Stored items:
=== Section Start ===
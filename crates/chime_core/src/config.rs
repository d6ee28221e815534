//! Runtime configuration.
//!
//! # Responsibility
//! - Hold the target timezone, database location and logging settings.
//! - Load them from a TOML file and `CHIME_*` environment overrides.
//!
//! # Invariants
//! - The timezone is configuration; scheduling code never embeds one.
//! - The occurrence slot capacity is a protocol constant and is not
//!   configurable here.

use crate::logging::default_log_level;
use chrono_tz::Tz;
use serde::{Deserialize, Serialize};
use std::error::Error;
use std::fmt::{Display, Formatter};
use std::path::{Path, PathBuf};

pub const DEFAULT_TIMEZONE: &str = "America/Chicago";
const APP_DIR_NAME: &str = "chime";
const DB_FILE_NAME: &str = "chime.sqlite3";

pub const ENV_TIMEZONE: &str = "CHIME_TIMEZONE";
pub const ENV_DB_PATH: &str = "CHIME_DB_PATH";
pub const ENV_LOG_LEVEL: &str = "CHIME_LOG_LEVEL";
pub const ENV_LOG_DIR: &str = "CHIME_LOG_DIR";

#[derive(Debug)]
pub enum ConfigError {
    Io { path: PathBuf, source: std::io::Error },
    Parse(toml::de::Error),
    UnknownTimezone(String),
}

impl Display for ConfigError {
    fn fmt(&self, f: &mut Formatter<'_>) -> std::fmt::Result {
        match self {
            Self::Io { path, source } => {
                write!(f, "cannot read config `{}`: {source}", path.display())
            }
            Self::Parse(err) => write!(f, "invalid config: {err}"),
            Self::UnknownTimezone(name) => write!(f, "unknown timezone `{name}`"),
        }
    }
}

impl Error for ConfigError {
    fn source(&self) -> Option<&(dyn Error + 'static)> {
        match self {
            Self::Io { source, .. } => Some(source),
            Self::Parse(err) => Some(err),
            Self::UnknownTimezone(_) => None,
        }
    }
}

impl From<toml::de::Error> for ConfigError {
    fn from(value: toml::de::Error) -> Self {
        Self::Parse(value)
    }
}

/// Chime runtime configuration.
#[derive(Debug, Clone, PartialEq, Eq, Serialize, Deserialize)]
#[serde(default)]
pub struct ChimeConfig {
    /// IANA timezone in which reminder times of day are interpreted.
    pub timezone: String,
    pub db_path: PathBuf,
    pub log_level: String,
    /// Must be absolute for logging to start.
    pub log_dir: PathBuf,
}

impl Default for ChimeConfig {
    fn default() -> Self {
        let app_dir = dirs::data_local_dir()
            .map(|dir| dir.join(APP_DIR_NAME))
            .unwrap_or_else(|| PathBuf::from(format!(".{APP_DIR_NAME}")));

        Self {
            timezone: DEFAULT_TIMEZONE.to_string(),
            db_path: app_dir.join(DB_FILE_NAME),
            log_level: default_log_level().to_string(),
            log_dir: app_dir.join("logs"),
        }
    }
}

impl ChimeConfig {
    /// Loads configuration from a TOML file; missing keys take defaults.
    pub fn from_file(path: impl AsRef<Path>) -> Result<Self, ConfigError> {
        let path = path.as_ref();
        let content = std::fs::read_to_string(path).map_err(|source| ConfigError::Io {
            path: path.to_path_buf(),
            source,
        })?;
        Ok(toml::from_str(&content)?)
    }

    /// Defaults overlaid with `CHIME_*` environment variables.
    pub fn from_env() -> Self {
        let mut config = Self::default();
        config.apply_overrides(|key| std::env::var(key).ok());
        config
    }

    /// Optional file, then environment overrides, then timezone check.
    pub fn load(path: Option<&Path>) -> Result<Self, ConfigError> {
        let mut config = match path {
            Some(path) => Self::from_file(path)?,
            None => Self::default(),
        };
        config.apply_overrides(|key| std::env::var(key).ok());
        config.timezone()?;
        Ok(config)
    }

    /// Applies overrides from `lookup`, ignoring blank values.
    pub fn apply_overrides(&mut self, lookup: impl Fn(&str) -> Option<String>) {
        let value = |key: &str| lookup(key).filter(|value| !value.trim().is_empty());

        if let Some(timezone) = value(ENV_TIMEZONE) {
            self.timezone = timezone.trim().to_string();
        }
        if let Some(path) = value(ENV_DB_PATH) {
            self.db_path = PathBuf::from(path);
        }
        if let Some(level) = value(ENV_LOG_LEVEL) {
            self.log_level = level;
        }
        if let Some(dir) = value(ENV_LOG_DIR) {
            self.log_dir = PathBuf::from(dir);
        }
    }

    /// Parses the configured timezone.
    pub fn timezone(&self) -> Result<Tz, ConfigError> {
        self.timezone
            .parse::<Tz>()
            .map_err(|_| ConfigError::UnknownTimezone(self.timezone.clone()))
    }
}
=== Section End ===
=== Section Start ===
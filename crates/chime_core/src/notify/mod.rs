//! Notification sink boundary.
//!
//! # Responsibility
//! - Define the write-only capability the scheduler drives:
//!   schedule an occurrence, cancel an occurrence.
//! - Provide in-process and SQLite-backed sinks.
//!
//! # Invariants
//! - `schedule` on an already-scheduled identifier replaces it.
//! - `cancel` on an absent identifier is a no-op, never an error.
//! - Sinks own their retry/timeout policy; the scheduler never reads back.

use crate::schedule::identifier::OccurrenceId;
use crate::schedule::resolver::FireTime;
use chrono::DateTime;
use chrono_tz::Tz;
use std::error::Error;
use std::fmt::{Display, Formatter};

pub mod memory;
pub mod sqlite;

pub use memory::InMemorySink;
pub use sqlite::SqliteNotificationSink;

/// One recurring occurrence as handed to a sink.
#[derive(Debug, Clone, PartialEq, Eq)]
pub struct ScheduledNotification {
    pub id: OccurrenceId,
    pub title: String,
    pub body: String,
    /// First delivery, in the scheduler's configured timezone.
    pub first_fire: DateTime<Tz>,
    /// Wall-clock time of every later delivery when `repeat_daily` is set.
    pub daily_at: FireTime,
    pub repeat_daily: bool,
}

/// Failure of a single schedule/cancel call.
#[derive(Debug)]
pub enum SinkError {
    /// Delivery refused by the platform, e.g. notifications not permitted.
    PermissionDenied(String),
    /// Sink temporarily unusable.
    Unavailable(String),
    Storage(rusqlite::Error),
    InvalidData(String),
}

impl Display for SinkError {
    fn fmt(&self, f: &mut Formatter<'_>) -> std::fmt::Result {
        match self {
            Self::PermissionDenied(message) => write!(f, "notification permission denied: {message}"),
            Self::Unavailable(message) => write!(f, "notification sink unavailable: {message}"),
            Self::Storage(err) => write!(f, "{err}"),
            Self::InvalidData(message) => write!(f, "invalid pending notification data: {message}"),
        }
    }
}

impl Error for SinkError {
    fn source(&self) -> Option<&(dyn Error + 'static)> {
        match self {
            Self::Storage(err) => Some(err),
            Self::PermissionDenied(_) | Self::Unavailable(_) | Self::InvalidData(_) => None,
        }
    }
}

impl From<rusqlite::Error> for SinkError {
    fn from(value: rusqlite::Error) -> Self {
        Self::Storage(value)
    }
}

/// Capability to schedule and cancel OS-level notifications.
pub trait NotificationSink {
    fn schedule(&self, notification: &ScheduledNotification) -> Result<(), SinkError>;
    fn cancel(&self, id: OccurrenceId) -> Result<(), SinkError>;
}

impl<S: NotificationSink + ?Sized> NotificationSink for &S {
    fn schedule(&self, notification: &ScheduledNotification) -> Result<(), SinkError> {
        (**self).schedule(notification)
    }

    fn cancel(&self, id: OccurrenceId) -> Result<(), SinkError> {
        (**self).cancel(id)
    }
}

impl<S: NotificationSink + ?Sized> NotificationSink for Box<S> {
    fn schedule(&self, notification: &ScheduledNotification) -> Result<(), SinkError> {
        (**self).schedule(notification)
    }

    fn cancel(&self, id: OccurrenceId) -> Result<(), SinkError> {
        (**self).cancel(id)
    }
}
=== Section End ===
### TASK ITEM
Filter the records for lines containing the word "SinkError" and copy each one.

### YOUR RESPONSE
pub enum SinkError {
impl Display for SinkError {
impl Error for SinkError {
impl From<rusqlite::Error> for SinkError {
    fn schedule(&self, notification: &ScheduledNotification) -> Result<(), SinkError>;
    fn cancel(&self, id: OccurrenceId) -> Result<(), SinkError>;
    fn schedule(&self, notification: &ScheduledNotification) -> Result<(), SinkError> {
    fn cancel(&self, id: OccurrenceId) -> Result<(), SinkError> {
    fn schedule(&self, notification: &ScheduledNotification) -> Result<(), SinkError> {
    fn cancel(&self, id: OccurrenceId) -> Result<(), SinkError> {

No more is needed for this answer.